In questa felice circostanza per la nostra Chiesa, che è in Faenza-Modigliana, mi preme sottolineare ancora un altro elemento. Uscire oggi ad evangelizzare non vuol dire coltivare solo la preoccupazione di far crescere e maturare una fede che c’è già, con il catechismo, con i sacramenti e le devozioni. Oggi è cruciale farla nascere, anzi – cosa ancora più difficile – farla rinascere in coloro che, per varie ragioni, l’hanno abbandonata. Per questo non basta una pastorale di conservazione. Ne occorre una di evangelizzazione o di ri-evangelizzazione, alle quali non sempre siamo preparati e formati. Viviamo in un tempo in cui occorre tornare a seminare per la prima volta o bisogna farlo per la seconda. Occorre aiutare le persone, i giovani, i ragazzi, i non credenti, ad incontrare per davvero Gesù, non tanto come una dottrina da apprendere, non come una persona da studiare o da analizzare in laboratorio, ma da amare! O diventiamo evangelizzatori appassionati o ci riduciamo a freddi professionisti della Parola, del sacro. Dobbiamo essere discepoli innamorati di Gesù, e questo in ogni periodo della nostra vita. Conta l’unione a Lui, l’essere cuore a cuore con Lui, costantemente, ora dopo ora. Minuto dopo minuto. Occorre essere completamente suoi.
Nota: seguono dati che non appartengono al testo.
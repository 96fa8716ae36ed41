//! Detail view for a selected banner, offer or review

use chrono::{DateTime, Utc};
use ratatui::{
    buffer::Buffer,
    layout::Rect,
    text::{Line, Span},
    widgets::{Paragraph, Widget, Wrap},
};

use storefront_app::SelectedItem;
use storefront_core::{Banner, Offer, Review};

use super::offer::countdown_line;
use crate::theme::styles;

pub struct DetailView<'a> {
    item: &'a SelectedItem,
    now: DateTime<Utc>,
    show_countdown: bool,
}

impl<'a> DetailView<'a> {
    pub fn new(item: &'a SelectedItem, now: DateTime<Utc>) -> Self {
        Self {
            item,
            now,
            show_countdown: true,
        }
    }

    pub fn show_countdown(mut self, show: bool) -> Self {
        self.show_countdown = show;
        self
    }

    fn lines(&self) -> Vec<Line<'static>> {
        let mut lines = vec![
            Line::from(Span::styled(self.item.title(), styles::accent_bold())),
            Line::default(),
        ];
        match self.item {
            SelectedItem::Banner(banner) => banner_lines(banner, &mut lines),
            SelectedItem::Offer(offer) => {
                offer_lines(offer, &mut lines);
                if self.show_countdown {
                    lines.extend(countdown_line(offer, self.now));
                }
            }
            SelectedItem::Review(review) => review_lines(review, &mut lines),
        }
        lines
    }
}

fn field(label: &'static str, value: impl Into<String>) -> Line<'static> {
    Line::from(vec![
        Span::styled(format!("{:<10}", label), styles::text_muted()),
        Span::styled(value.into(), styles::text_primary()),
    ])
}

fn banner_lines(banner: &Banner, lines: &mut Vec<Line<'static>>) {
    if let Some(subtitle) = &banner.subtitle {
        lines.push(Line::from(Span::styled(
            subtitle.clone(),
            styles::text_secondary(),
        )));
        lines.push(Line::default());
    }
    if let Some(link) = &banner.link {
        lines.push(field("Link", link.clone()));
    }
    if let Some(image) = &banner.image_url {
        lines.push(field("Image", image.clone()));
    }
}

fn offer_lines(offer: &Offer, lines: &mut Vec<Line<'static>>) {
    lines.push(Line::from(vec![
        Span::styled(format!("{:<10}", "Discount"), styles::text_muted()),
        Span::styled(format!("{}% off", offer.discount_percent), styles::price_tag()),
    ]));
    if let Some(product) = &offer.product_name {
        lines.push(field("Product", product.clone()));
    }
    if let Some(code) = &offer.code {
        lines.push(field("Code", code.clone()));
    }
    if let Some(end) = offer.ends_at {
        lines.push(field("Ends", end.format("%Y-%m-%d %H:%M UTC").to_string()));
    }
    if let Some(description) = &offer.description {
        lines.push(Line::default());
        lines.push(Line::from(Span::styled(
            description.clone(),
            styles::text_secondary(),
        )));
        lines.push(Line::default());
    }
}

fn review_lines(review: &Review, lines: &mut Vec<Line<'static>>) {
    lines.push(Line::from(vec![
        Span::styled(review.stars(), styles::stars()),
        Span::styled(
            format!("  {}/{}", review.rating, Review::MAX_RATING),
            styles::text_muted(),
        ),
    ]));
    if let Some(product) = &review.product_name {
        lines.push(field("Product", product.clone()));
    }
    if let Some(created) = review.created_at {
        lines.push(field("Posted", created.format("%Y-%m-%d").to_string()));
    }
    lines.push(Line::default());
    lines.push(Line::from(Span::styled(
        format!("“{}”", review.comment),
        styles::text_primary(),
    )));
}

impl Widget for DetailView<'_> {
    fn render(self, area: Rect, buf: &mut Buffer) {
        let block = styles::glass_block(true).title(Line::from(Span::styled(
            format!(" {} ", self.item.section().label()),
            styles::accent_bold(),
        )));
        let inner = block.inner(area);
        let lines = self.lines();
        block.render(area, buf);

        if inner.height == 0 || inner.width == 0 {
            return;
        }
        let body = Rect {
            x: inner.x + 1,
            width: inner.width.saturating_sub(2),
            ..inner
        };
        Paragraph::new(lines)
            .wrap(Wrap { trim: false })
            .render(body, buf);
    }
}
Cari Seminaristi, in un mondo in cui sono di più le ombre delle luci, c’è per noi una consolante novità. Sta rifiorendo in non pochi laici la consapevolezza di non essere solo i destinatari o i semplici fruitori dell’insegnamento offerto dai pastori ma i nuovi protagonisti di una nuova evangelizzazione. I laici non si sentono più truppe di riserva. Ebbene, cari Emanuele, Marco e Michele, mentre vi donate al Signore abbiate coscienza di non essere da soli a lavorare nella vigna del Signore. Crescete con l’intento di raccordarvi con altri operai-evangelizzatori, mandati dal Signore in campi ricchi di messe. Una chiesa più popolata da vocazioni forti, non solo sacerdotali ma anche laicali e religiose, è più bella, più giovane, più ricca di gioia contagiosa: la gioia di vivere Cristo, salvezza e speranza del mondo intero.